Tampoco la Universidad, que en otras partes del mundo cumple un papel esencial para generar masa crítica intelectual a la hora de aportar información sobre estos temas, parece estar a la altura. Basta señalar que en el país prácticamente no hay estudios en minería, y los comentarios surgidos de la Udelar al respecto, al igual que en otros temas como forestación o soja, han estado más teñidos por cuestiones ideológicas que técnicas. Meses atrás el dirigente del MPP Julio Marenales señalaba su preocupación porque en medio del auge de la explotación sojera, hay una carencia en el país de estudios serios sobre el impacto que esto puede tener a futuro. "Nadie puede decirme cuánto daño hace. ¿Alguien está estudiando cuánto daño hacen los agroquímicos al terreno? ¿Está cuantificado? Nadie estudia nada en este país".

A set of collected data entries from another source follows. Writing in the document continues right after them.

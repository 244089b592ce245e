use std::path::{Path, PathBuf};

use serde::{Deserialize, Serialize};

use crate::error::ConfigError;
use crate::report::SortOrder;

pub const APP_DIR: &str = "report-actions-list";

/// Environment override for [`DevSettings::track_renders`].
pub const TRACK_RENDERS_ENV: &str = "REPORT_LIST_TRACK_RENDERS";

/// Estimated row heights in pixels, used until an item is measured.
#[derive(Clone, Debug, PartialEq, Serialize, Deserialize)]
#[serde(default)]
pub struct HeightEstimates {
    pub text: f64,
    /// Text row folded under the previous row's author header.
    pub grouped_text: f64,
    pub attachment: f64,
    pub system_event: f64,
}

impl Default for HeightEstimates {
    fn default() -> Self {
        Self {
            text: 64.0,
            grouped_text: 28.0,
            attachment: 240.0,
            system_event: 40.0,
        }
    }
}

#[derive(Clone, Debug, PartialEq, Serialize, Deserialize)]
#[serde(default)]
pub struct ListSettings {
    pub order: SortOrder,
    /// Pixels rendered beyond each viewport edge. Also the distance from a
    /// loaded boundary at which the next page is requested.
    pub overscan_px: f64,
    pub estimates: HeightEstimates,
    /// How long a direction stays quiet after an empty page.
    pub cooldown_ms: u64,
    pub grouping_window_secs: i64,
    pub page_size: usize,
    /// Viewport height assumed until the host reports a layout.
    pub initial_viewport_height: f64,
    pub animate_skeleton: bool,
}

impl Default for ListSettings {
    fn default() -> Self {
        Self {
            order: SortOrder::default(),
            overscan_px: 320.0,
            estimates: HeightEstimates::default(),
            cooldown_ms: 1_000,
            grouping_window_secs: 300,
            page_size: 50,
            initial_viewport_height: 640.0,
            animate_skeleton: true,
        }
    }
}

impl ListSettings {
    pub fn row_height(&self) -> f64 {
        self.estimates.text
    }

    pub fn grouping_window(&self) -> chrono::Duration {
        chrono::Duration::seconds(self.grouping_window_secs)
    }
}

#[derive(Clone, Debug, Default, PartialEq, Serialize, Deserialize)]
#[serde(default)]
pub struct DevSettings {
    /// Count item renders and report avoidable re-renders.
    pub track_renders: bool,
}

impl DevSettings {
    /// Applies the environment override. Read once at startup and injected.
    pub fn with_env_override(mut self) -> Self {
        if let Ok(value) = std::env::var(TRACK_RENDERS_ENV) {
            self.track_renders = value == "true";
        }
        self
    }
}

#[derive(Clone, Debug, Default, PartialEq, Serialize, Deserialize)]
pub struct AppSettings {
    #[serde(default)]
    pub list: ListSettings,
    #[serde(default)]
    pub dev: DevSettings,
}

pub fn config_dir() -> PathBuf {
    let base = dirs::config_dir().unwrap_or_else(|| PathBuf::from("."));
    base.join(APP_DIR)
}

pub fn settings_path() -> PathBuf {
    config_dir().join("settings.json")
}

pub fn save_settings_to(path: &Path, settings: &AppSettings) -> Result<(), ConfigError> {
    if let Some(dir) = path.parent() {
        std::fs::create_dir_all(dir)?;
    }
    let json = serde_json::to_string_pretty(settings)?;
    std::fs::write(path, json)?;
    Ok(())
}

pub fn load_settings() -> AppSettings {
    load_settings_from(&settings_path())
}

/// Missing or unreadable files fall back to defaults.
pub fn load_settings_from(path: &Path) -> AppSettings {
    if !path.exists() {
        return AppSettings::default();
    }
    let data = match std::fs::read_to_string(path) {
        Ok(d) => d,
        Err(e) => {
            tracing::warn!("Failed to read {}: {e}", path.display());
            return AppSettings::default();
        }
    };
    match serde_json::from_str(&data) {
        Ok(settings) => settings,
        Err(e) => {
            tracing::warn!("Ignoring malformed settings {}: {e}", path.display());
            AppSettings::default()
        }
    }
}
//! Keeping the reader's place while content above them changes.
//!
//! Before a mutation the topmost fully visible row is recorded together with
//! its distance from the top of the viewport. Afterwards the scroll offset is
//! moved so that the same row sits at the same distance again. When that row
//! is gone, the distance from the end of the content is kept instead.

use crate::data::timeline::TimelineSnapshot;
use crate::list::virtualizer::{Viewport, Virtualizer};
use crate::report::ActionId;

#[derive(Clone, Copy, Debug, PartialEq)]
pub struct ScrollAnchor {
    pub id: ActionId,
    /// Pixels between the top of the viewport and the top of the row.
    pub offset_in_viewport: f64,
}

#[derive(Clone, Copy, Debug, PartialEq)]
pub struct AnchorCapture {
    pub anchor: Option<ScrollAnchor>,
    pub distance_from_end: f64,
}

pub fn capture(virtualizer: &Virtualizer, snapshot: &TimelineSnapshot, viewport: Viewport) -> AnchorCapture {
    let visible = virtualizer.visible_range(viewport);
    let fully_visible = visible.clone().find(|&idx| {
        let top = virtualizer.top_of(idx);
        top >= viewport.offset && top + virtualizer.height_of(idx) <= viewport.bottom()
    });
    // A row taller than the viewport is never fully visible; use the first one.
    let idx = fully_visible.or_else(|| (!visible.is_empty()).then_some(visible.start));

    let anchor = idx.and_then(|idx| {
        snapshot.get(idx).map(|action| ScrollAnchor {
            id: action.id,
            offset_in_viewport: virtualizer.top_of(idx) - viewport.offset,
        })
    });

    AnchorCapture {
        anchor,
        distance_from_end: virtualizer.content_height() - viewport.offset,
    }
}

/// The scroll offset that puts the captured anchor back in place.
pub fn restore(
    capture: &AnchorCapture,
    virtualizer: &Virtualizer,
    snapshot: &TimelineSnapshot,
    viewport_height: f64,
) -> f64 {
    let target = match capture
        .anchor
        .and_then(|a| snapshot.position(a.id).map(|idx| (a, idx)))
    {
        Some((anchor, idx)) => virtualizer.top_of(idx) - anchor.offset_in_viewport,
        None => {
            tracing::debug!("Scroll anchor lost, keeping distance from end");
            virtualizer.content_height() - capture.distance_from_end
        }
    };
    virtualizer.clamp_offset(target, viewport_height)
}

Por encima de lo categórico y discutible de la afirmación de Marenales, parece razonable plantearse que ante el aluvión de ofertas de inversión, el Estado uruguayo debería crear mecanismos para, ya sea en base a potenciar los estudios locales o buscar asesoramiento exterior, disponer de mayor información propia e independiente que le permita tomar las mejores decisiones de cara al futuro. Porque una vez subido al tren de uno de estos "megaproyectos", probablemente sea demasiado tarde.
La Frase.
"La decisión sobre Aratirí la va a tomar nuestra Dinama, a la que le tengo fe" (José Mujica).
El dato.
El presupuesto anual de la Dinama es de US$ 5 millones por año. El proyecto de inversión de Montes del Plata excede los US$ 2 mil millones.
La frase II.
"Debería haber una política de Estado para manejar estos proyectos para que se cumpla con lo que corresponda y no se pierda la oportunidad de inversión" (Abogado Andrés Cerisola).